A verbatim copy of the data below is the required output.

(Records from a data source)
⁂

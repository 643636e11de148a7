use std::fs;
use std::path::Path;

use anyhow::{Context, Result};

use inject::Params;
use workflow::{Dep, Export, TaskRecord};

use super::{command_body, Invocation};

/// Reads one task file.
pub trait TaskLoader {
    /// `Ok(None)` if the file holds something that isn't a task.
    /// `cwd` is the root the file was found under.
    fn load(&self, path: &Path, cwd: &Path) -> Result<Option<Export>>;
}

fn read(path: &Path) -> Result<String> {
    fs::read_to_string(path).with_context(|| format!("while reading task file {path:?}"))
}

/// `.json`: an array of dependencies, or a task record.
pub struct JsonLoader;

impl TaskLoader for JsonLoader {
    fn load(&self, path: &Path, _cwd: &Path) -> Result<Option<Export>> {
        let json: serde_json::Value = serde_json::from_str(&read(path)?)
            .with_context(|| format!("while parsing {path:?}"))?;
        Ok(match json {
            serde_json::Value::Array(_) => {
                Some(Export::Deps(serde_json::from_value::<Vec<Dep>>(json)?))
            }
            serde_json::Value::Object(_) => {
                Some(Export::Record(serde_json::from_value::<TaskRecord>(json)?))
            }
            _ => None,
        })
    }
}

/// `.toml`: a task record.
pub struct TomlLoader;

impl TaskLoader for TomlLoader {
    fn load(&self, path: &Path, _cwd: &Path) -> Result<Option<Export>> {
        let record: TaskRecord =
            toml::from_str(&read(path)?).with_context(|| format!("while parsing {path:?}"))?;
        Ok(Some(Export::Record(record)))
    }
}

const INPUTS_HEADER: &str = "inputs:";

/// `.sh`: a script run with `sh`.
///
/// Inputs are declared in the leading comment block:
/// ```sh
/// #!/bin/sh
/// # inputs: (target, level = 2)
/// ```
pub struct ScriptLoader;

impl TaskLoader for ScriptLoader {
    fn load(&self, path: &Path, cwd: &Path) -> Result<Option<Export>> {
        let text = read(path)?;
        let params = match declared_inputs(&text) {
            Some(decl) if decl.starts_with('(') => Params::from_signature(decl)?,
            Some(decl) => Params::from_list(decl)?,
            None => Params::none(),
        };
        let body = command_body(Invocation::Script(path.to_path_buf()), params, cwd);
        Ok(Some(Export::Callable(body)))
    }
}

fn declared_inputs(text: &str) -> Option<&str> {
    text.lines()
        .map(str::trim)
        .take_while(|line| line.starts_with('#'))
        .filter_map(|line| line.trim_start_matches('#').trim().strip_prefix(INPUTS_HEADER))
        .map(str::trim)
        .next()
}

⁂

_TASK ANSWER:_
repository 643636e11de148a7
use std::fs;
use std::path::Path;

use anyhow::{Context, Result};

use inject::Params;
use workflow::{Dep, Export, TaskRecord};

use super::{command_body, Invocation};

/// Reads one task file.
pub trait TaskLoader {
    /// `Ok(None)` if the file holds something that isn't a task.
    /// `cwd` is the root the file was found under.
    fn load(&self, path: &Path, cwd: &Path) -> Result<Option<Export>>;
}

fn read(path: &Path) -> Result<String> {
    fs::read_to_string(path).with_context(|| format!("while reading task file {path:?}"))
}

/// `.json`: an array of dependencies, or a task record.
pub struct JsonLoader;

impl TaskLoader for JsonLoader {
    fn load(&self, path: &Path, _cwd: &Path) -> Result<Option<Export>> {
        let json: serde_json::Value = serde_json::from_str(&read(path)?)
            .with_context(|| format!("while parsing {path:?}"))?;
        Ok(match json {
            serde_json::Value::Array(_) => {
                Some(Export::Deps(serde_json::from_value::<Vec<Dep>>(json)?))
            }
            serde_json::Value::Object(_) => {
                Some(Export::Record(serde_json::from_value::<TaskRecord>(json)?))
            }
            _ => None,
        })
    }
}

/// `.toml`: a task record.
pub struct TomlLoader;

impl TaskLoader for TomlLoader {
    fn load(&self, path: &Path, _cwd: &Path) -> Result<Option<Export>> {
        let record: TaskRecord =
            toml::from_str(&read(path)?).with_context(|| format!("while parsing {path:?}"))?;
        Ok(Some(Export::Record(record)))
    }
}

const INPUTS_HEADER: &str = "inputs:";

/// `.sh`: a script run with `sh`.
///
/// Inputs are declared in the leading comment block:
/// ```sh
/// #!/bin/sh
/// # inputs: (target, level = 2)
/// ```
pub struct ScriptLoader;

impl TaskLoader for ScriptLoader {
    fn load(&self, path: &Path, cwd: &Path) -> Result<Option<Export>> {
        let text = read(path)?;
        let params = match declared_inputs(&text) {
            Some(decl) if decl.starts_with('(') => Params::from_signature(decl)?,
            Some(decl) => Params::from_list(decl)?,
            None => Params::none(),
        };
        let body = command_body(Invocation::Script(path.to_path_buf()), params, cwd);
        Ok(Some(Export::Callable(body)))
    }
}

fn declared_inputs(text: &str) -> Option<&str> {
    text.lines()
        .map(str::trim)
        .take_while(|line| line.starts_with('#'))
        .filter_map(|line| line.trim_start_matches('#').trim().strip_prefix(INPUTS_HEADER))
        .map(str::trim)
        .next()
}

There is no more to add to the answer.